Exercise brief >> What is the number of lines in these records that hold the word "HttpResponse"? Reply with that number alone.

____ Exercise data

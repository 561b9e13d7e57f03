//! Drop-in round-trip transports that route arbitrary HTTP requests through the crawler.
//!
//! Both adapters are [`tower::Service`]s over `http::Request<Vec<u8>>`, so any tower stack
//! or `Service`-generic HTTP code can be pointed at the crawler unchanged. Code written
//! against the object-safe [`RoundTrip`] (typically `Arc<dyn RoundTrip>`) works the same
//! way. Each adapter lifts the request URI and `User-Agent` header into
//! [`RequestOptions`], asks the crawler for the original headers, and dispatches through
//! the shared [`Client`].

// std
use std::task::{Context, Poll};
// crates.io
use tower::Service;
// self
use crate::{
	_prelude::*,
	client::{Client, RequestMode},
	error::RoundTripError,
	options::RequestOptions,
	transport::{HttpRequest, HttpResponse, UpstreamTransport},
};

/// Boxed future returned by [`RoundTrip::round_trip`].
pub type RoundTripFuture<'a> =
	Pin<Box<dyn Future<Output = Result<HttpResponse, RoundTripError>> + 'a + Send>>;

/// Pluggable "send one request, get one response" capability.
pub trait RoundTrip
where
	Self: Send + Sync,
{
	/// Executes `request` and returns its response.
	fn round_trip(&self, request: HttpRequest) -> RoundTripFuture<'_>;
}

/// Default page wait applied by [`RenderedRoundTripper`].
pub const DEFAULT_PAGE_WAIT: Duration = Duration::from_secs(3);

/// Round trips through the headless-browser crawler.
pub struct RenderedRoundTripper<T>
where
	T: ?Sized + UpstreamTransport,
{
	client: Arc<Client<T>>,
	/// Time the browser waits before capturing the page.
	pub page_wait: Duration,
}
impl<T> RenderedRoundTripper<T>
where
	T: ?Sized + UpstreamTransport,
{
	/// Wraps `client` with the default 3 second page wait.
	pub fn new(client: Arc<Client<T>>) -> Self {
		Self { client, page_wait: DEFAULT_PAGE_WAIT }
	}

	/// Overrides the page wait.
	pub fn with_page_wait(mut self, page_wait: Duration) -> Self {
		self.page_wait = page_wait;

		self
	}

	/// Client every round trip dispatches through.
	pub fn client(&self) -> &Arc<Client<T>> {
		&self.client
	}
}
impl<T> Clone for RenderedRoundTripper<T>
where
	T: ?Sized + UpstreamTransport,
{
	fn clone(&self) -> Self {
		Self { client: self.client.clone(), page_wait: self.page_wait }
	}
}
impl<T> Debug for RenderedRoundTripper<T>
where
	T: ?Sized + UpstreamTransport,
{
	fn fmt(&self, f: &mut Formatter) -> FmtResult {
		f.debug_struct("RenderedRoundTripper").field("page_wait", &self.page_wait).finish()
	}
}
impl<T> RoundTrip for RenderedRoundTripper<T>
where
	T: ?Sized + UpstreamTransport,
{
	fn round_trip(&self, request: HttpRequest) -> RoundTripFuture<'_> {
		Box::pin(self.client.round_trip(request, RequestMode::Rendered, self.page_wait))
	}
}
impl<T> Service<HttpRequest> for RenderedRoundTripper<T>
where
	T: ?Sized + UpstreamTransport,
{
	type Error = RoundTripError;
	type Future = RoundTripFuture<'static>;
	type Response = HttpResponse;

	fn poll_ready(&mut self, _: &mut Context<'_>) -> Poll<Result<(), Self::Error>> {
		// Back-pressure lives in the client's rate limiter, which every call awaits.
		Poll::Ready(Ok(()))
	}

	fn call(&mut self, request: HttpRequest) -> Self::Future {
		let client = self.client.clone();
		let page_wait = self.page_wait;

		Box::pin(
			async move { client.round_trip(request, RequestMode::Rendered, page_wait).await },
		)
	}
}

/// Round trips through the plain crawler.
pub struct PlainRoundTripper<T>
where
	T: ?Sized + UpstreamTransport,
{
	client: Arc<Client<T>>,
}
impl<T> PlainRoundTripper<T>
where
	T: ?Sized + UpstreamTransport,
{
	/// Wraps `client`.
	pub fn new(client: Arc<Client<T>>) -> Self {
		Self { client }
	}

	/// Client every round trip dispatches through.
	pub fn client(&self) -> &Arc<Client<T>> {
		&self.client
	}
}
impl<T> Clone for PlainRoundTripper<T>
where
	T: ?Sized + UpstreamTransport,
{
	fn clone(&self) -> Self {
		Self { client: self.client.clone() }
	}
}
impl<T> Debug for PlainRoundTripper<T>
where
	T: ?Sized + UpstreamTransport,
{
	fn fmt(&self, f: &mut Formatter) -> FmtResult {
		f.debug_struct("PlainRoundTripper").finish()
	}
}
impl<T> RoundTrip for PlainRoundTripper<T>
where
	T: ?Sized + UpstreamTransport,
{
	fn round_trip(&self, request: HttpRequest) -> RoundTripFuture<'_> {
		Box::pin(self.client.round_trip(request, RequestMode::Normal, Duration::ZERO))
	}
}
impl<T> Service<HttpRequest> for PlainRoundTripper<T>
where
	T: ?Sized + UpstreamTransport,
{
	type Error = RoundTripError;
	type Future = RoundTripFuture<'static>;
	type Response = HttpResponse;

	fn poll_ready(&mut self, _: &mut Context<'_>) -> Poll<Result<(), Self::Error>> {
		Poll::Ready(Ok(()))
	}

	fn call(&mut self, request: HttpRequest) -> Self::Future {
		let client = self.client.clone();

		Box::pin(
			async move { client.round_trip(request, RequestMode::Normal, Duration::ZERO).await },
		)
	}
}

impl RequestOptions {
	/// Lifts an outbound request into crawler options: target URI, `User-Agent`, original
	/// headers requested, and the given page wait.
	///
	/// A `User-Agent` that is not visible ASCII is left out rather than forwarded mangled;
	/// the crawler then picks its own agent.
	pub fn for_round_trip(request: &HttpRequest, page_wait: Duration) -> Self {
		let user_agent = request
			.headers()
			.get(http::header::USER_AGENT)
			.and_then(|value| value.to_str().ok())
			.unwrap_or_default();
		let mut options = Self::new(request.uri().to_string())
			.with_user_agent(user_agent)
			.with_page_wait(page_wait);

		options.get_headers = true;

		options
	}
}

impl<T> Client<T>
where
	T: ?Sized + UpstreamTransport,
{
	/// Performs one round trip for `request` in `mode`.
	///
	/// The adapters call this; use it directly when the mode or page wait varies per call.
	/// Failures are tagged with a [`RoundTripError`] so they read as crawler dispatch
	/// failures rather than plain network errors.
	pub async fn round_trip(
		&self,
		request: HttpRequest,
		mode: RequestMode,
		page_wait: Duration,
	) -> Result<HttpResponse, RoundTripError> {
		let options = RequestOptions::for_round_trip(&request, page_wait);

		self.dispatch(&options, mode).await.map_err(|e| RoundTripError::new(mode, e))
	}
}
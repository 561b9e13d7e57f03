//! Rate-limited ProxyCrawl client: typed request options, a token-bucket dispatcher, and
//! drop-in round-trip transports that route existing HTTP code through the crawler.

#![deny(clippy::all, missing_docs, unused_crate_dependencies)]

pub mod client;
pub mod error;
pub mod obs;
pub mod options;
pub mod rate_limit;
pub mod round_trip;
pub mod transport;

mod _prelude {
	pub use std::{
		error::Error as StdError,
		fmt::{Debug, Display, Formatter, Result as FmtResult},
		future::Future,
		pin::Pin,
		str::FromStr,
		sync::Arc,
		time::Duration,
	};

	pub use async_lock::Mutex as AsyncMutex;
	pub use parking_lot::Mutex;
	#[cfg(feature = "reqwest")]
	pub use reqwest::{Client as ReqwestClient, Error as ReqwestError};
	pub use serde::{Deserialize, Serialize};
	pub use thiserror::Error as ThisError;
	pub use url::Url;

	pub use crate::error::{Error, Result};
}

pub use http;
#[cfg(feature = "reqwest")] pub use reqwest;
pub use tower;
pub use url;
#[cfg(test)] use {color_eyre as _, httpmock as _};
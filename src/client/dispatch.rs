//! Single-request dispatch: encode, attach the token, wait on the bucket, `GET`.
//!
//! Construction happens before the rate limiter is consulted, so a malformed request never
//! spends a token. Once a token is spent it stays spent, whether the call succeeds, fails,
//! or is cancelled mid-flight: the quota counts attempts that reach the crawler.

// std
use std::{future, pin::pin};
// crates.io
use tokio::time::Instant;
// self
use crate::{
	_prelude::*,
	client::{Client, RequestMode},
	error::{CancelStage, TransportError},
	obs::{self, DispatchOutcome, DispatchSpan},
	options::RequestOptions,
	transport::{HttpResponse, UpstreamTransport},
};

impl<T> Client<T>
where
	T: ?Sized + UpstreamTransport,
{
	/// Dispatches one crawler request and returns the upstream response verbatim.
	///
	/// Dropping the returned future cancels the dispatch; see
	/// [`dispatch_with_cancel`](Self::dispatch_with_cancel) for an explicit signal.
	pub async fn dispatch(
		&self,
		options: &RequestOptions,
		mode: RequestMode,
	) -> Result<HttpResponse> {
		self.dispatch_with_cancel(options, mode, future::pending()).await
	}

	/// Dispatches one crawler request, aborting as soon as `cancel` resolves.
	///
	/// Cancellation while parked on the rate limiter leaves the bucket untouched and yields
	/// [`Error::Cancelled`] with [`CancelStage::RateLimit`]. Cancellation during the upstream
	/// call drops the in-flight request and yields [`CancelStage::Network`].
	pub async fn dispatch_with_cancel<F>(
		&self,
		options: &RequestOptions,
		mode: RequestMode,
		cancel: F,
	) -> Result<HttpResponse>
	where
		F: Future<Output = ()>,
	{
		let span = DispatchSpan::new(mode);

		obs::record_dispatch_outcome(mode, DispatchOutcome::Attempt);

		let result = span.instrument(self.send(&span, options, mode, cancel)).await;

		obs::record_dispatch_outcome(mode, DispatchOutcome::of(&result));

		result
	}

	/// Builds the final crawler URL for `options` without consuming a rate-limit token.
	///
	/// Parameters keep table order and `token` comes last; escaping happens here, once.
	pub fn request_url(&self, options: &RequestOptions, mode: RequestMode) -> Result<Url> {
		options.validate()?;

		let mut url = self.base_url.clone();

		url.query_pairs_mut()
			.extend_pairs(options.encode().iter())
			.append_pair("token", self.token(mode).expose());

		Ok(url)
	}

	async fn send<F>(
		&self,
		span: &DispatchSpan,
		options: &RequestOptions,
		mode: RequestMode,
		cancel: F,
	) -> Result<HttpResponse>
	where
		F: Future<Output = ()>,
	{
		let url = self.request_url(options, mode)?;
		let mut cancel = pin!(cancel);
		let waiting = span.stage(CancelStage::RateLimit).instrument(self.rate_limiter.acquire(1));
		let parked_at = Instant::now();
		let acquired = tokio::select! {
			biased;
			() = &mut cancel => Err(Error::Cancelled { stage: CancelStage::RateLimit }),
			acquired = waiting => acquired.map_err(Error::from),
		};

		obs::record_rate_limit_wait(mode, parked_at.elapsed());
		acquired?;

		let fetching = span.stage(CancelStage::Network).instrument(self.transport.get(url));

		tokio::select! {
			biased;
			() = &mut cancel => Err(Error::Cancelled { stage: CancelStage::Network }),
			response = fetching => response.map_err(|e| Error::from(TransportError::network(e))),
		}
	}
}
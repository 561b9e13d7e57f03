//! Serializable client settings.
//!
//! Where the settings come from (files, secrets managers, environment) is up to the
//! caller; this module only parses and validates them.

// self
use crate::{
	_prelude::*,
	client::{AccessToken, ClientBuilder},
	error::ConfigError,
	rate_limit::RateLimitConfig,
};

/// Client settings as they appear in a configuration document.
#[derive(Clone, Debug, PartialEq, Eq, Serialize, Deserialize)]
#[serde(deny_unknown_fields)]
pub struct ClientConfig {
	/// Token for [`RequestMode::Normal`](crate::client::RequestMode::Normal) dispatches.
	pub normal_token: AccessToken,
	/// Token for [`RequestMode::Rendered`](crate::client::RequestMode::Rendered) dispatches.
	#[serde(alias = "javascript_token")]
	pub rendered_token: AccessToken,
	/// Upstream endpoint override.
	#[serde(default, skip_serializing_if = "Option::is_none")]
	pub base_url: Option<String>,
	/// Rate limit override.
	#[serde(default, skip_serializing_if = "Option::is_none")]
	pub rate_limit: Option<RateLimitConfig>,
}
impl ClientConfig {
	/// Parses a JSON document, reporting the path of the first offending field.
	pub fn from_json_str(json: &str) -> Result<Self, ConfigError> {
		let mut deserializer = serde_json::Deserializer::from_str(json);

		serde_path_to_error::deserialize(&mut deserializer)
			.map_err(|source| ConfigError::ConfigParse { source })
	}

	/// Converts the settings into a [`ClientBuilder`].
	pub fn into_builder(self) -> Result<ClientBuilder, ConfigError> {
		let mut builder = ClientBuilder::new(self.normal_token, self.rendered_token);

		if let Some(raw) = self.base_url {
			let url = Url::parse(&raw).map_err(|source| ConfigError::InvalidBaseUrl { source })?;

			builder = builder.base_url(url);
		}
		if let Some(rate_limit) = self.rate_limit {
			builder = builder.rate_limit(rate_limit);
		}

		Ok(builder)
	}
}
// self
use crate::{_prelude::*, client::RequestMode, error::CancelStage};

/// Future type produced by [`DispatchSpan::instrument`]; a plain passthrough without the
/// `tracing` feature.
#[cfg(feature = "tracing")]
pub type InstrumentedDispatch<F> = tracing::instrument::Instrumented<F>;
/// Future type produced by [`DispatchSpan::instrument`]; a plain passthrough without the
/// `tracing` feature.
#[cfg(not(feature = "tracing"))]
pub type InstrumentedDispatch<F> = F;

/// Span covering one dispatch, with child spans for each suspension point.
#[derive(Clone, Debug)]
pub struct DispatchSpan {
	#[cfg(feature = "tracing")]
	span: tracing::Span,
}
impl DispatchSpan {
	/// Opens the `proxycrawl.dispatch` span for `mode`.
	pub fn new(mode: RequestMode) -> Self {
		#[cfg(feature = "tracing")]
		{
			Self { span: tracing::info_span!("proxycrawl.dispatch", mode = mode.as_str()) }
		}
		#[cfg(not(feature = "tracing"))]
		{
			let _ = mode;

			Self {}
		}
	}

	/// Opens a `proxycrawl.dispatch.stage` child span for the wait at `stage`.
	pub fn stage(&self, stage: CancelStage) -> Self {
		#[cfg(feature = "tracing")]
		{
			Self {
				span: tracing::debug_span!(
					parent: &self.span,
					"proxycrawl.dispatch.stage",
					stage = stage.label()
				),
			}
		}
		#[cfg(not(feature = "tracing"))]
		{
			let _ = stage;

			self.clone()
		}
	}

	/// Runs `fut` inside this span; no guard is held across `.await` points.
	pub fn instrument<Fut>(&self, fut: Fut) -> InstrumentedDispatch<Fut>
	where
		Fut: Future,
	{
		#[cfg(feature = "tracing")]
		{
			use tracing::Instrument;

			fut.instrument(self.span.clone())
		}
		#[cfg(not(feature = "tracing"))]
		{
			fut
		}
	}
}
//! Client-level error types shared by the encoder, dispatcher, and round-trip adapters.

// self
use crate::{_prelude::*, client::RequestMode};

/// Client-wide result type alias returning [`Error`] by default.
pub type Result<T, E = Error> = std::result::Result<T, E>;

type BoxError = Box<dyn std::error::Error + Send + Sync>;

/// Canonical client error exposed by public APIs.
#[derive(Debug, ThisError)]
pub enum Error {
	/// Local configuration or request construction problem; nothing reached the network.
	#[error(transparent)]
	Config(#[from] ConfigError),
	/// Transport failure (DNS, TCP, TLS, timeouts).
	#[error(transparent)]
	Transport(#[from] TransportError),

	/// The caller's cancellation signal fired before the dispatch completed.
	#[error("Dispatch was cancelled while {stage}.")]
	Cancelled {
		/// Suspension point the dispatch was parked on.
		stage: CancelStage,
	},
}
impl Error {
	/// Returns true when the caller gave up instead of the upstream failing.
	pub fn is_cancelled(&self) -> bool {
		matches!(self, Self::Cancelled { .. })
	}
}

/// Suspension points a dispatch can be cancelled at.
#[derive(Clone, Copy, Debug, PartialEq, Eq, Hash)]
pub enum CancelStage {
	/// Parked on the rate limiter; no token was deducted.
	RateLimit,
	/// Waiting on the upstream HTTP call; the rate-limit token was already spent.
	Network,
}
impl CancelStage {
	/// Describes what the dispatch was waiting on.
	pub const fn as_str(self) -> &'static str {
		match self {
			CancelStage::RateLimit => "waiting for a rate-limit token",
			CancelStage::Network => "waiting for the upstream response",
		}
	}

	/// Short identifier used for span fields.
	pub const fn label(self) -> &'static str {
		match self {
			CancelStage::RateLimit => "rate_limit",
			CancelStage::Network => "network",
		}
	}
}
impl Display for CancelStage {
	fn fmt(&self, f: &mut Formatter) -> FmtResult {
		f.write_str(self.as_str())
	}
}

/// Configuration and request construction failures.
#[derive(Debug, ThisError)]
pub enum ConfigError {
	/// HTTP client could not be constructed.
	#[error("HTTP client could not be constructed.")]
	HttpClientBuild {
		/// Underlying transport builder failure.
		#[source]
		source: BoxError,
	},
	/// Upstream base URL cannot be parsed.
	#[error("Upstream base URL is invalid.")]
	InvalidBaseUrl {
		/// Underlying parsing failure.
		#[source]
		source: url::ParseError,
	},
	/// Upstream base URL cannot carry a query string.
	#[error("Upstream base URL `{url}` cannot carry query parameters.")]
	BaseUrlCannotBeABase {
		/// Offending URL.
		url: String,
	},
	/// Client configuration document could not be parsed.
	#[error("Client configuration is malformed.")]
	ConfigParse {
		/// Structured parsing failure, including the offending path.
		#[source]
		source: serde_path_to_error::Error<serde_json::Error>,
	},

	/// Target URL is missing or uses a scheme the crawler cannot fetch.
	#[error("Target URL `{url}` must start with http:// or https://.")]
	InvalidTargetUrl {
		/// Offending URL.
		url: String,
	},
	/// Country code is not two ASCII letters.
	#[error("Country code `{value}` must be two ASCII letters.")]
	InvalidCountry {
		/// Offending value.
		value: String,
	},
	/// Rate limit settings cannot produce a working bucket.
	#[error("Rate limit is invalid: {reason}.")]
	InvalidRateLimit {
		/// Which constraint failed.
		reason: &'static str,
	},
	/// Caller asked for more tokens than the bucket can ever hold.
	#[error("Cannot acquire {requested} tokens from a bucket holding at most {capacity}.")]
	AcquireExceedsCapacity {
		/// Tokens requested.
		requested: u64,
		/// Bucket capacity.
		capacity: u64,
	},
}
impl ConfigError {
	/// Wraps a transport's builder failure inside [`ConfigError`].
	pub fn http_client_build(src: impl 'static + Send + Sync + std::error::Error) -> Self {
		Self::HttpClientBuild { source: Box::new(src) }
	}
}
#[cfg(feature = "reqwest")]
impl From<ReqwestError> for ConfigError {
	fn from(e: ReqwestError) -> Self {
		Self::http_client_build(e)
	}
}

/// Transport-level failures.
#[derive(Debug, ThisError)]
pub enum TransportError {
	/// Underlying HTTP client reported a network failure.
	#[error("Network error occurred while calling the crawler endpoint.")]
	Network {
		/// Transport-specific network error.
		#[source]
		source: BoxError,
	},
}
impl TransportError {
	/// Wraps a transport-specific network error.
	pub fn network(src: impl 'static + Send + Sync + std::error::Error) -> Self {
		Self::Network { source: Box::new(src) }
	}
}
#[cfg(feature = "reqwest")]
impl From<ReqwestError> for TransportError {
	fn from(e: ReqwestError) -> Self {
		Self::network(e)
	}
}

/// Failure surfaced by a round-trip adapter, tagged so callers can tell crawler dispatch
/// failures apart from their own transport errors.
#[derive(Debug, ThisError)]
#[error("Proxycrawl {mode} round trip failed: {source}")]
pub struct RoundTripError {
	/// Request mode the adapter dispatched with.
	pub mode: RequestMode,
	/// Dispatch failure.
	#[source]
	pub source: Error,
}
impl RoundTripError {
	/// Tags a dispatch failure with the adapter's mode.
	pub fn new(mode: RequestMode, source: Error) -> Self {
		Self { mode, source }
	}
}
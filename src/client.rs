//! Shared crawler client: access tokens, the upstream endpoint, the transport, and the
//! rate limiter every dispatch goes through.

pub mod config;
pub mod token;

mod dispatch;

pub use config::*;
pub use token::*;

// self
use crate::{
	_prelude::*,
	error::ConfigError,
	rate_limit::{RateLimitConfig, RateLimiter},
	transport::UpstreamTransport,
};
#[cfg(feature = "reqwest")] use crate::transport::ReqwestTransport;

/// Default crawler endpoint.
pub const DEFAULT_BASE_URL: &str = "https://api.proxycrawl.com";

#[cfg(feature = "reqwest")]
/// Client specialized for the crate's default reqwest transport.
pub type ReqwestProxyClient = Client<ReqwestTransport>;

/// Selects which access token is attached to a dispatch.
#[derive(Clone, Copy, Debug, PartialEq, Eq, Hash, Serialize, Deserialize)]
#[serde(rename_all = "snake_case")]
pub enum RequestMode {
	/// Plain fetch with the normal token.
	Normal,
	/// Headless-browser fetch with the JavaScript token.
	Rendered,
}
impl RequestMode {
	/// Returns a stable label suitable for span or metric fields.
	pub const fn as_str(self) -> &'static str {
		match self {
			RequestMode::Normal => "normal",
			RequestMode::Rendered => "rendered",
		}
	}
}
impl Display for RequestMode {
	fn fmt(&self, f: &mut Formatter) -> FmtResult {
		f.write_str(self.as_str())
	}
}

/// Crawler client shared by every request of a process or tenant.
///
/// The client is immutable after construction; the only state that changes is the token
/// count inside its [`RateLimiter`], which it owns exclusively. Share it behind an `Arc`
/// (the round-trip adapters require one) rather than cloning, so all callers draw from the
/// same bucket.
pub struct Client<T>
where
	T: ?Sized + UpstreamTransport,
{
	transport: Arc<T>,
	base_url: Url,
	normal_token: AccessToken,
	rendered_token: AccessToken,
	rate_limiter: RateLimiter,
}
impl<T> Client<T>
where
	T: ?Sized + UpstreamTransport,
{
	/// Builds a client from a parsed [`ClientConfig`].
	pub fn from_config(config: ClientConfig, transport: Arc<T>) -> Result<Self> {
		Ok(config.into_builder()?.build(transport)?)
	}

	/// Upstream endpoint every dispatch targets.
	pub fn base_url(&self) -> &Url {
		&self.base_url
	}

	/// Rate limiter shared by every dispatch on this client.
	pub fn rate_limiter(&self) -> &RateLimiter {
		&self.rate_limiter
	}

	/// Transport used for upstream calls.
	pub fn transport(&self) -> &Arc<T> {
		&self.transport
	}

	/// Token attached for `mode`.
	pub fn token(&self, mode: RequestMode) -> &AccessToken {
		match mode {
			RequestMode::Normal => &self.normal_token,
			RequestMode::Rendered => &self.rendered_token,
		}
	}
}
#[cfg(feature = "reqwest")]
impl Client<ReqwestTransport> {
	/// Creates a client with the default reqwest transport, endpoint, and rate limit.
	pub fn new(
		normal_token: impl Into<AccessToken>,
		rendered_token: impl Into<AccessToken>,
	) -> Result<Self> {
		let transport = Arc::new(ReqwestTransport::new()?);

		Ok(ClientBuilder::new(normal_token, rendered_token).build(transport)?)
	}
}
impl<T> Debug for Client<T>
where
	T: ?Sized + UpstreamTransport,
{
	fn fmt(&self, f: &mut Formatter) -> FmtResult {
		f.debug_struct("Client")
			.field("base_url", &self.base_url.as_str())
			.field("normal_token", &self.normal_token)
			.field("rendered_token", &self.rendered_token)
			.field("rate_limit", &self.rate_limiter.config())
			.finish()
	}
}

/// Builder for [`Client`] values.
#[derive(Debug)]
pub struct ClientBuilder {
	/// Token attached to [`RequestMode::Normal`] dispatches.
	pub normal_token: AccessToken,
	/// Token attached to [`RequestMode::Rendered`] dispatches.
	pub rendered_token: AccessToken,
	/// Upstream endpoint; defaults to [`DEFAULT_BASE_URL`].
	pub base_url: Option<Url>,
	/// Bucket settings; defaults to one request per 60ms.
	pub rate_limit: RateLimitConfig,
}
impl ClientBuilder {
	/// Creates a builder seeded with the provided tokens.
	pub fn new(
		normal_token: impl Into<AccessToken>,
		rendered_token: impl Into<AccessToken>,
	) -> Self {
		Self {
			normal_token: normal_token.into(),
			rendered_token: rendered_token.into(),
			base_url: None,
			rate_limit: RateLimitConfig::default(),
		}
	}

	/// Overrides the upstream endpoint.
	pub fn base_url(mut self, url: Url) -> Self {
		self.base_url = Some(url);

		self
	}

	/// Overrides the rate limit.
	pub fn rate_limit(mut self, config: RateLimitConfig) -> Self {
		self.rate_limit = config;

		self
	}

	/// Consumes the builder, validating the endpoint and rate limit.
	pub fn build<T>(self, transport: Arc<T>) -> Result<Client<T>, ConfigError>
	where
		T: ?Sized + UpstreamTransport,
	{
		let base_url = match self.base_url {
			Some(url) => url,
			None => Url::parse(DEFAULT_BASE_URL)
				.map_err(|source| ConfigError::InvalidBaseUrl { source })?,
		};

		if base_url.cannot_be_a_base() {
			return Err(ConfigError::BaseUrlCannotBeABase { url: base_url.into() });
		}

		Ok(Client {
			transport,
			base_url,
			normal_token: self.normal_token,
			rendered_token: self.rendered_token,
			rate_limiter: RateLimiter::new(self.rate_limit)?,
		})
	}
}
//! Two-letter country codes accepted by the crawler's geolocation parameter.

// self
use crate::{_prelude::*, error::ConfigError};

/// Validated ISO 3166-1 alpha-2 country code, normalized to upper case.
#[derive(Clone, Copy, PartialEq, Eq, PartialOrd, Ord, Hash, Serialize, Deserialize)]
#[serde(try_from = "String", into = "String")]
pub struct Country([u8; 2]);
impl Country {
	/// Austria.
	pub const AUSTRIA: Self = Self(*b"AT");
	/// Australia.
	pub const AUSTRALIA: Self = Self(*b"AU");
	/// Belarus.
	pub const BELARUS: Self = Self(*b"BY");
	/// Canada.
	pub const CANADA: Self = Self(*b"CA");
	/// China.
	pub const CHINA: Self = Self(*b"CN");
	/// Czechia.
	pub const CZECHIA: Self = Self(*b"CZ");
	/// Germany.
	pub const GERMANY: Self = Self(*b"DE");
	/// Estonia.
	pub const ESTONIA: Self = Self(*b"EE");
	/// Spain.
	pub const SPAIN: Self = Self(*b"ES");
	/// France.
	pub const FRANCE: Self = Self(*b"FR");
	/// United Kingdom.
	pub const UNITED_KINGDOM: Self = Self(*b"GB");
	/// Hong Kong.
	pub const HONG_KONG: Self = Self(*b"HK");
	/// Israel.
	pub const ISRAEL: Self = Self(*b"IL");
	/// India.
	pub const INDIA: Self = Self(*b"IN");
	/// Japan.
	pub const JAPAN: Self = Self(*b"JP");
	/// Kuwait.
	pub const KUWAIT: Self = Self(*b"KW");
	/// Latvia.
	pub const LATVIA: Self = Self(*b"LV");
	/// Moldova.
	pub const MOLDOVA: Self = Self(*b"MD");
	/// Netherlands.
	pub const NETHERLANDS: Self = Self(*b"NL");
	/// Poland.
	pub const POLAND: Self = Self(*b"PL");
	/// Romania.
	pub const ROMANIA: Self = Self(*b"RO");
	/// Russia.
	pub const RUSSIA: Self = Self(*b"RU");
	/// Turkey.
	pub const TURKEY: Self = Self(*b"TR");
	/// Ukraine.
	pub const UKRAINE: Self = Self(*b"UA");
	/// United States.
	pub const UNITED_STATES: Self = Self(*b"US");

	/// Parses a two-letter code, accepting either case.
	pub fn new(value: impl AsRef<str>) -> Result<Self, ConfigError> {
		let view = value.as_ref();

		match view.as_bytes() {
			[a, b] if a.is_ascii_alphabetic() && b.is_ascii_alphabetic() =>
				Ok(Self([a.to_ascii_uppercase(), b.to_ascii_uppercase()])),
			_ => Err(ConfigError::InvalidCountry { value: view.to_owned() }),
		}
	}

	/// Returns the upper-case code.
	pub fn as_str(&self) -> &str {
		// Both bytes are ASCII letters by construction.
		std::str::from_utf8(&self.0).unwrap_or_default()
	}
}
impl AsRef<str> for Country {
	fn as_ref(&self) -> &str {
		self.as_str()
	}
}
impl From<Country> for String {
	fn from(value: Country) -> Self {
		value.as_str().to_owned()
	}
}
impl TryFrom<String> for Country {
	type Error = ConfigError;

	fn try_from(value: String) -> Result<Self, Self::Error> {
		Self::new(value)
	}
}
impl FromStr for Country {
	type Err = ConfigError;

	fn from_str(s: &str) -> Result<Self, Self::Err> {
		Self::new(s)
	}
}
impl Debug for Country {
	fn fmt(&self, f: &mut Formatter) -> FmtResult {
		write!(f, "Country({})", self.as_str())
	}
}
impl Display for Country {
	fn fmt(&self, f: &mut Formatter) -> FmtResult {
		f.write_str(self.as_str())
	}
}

________

Response area >> 9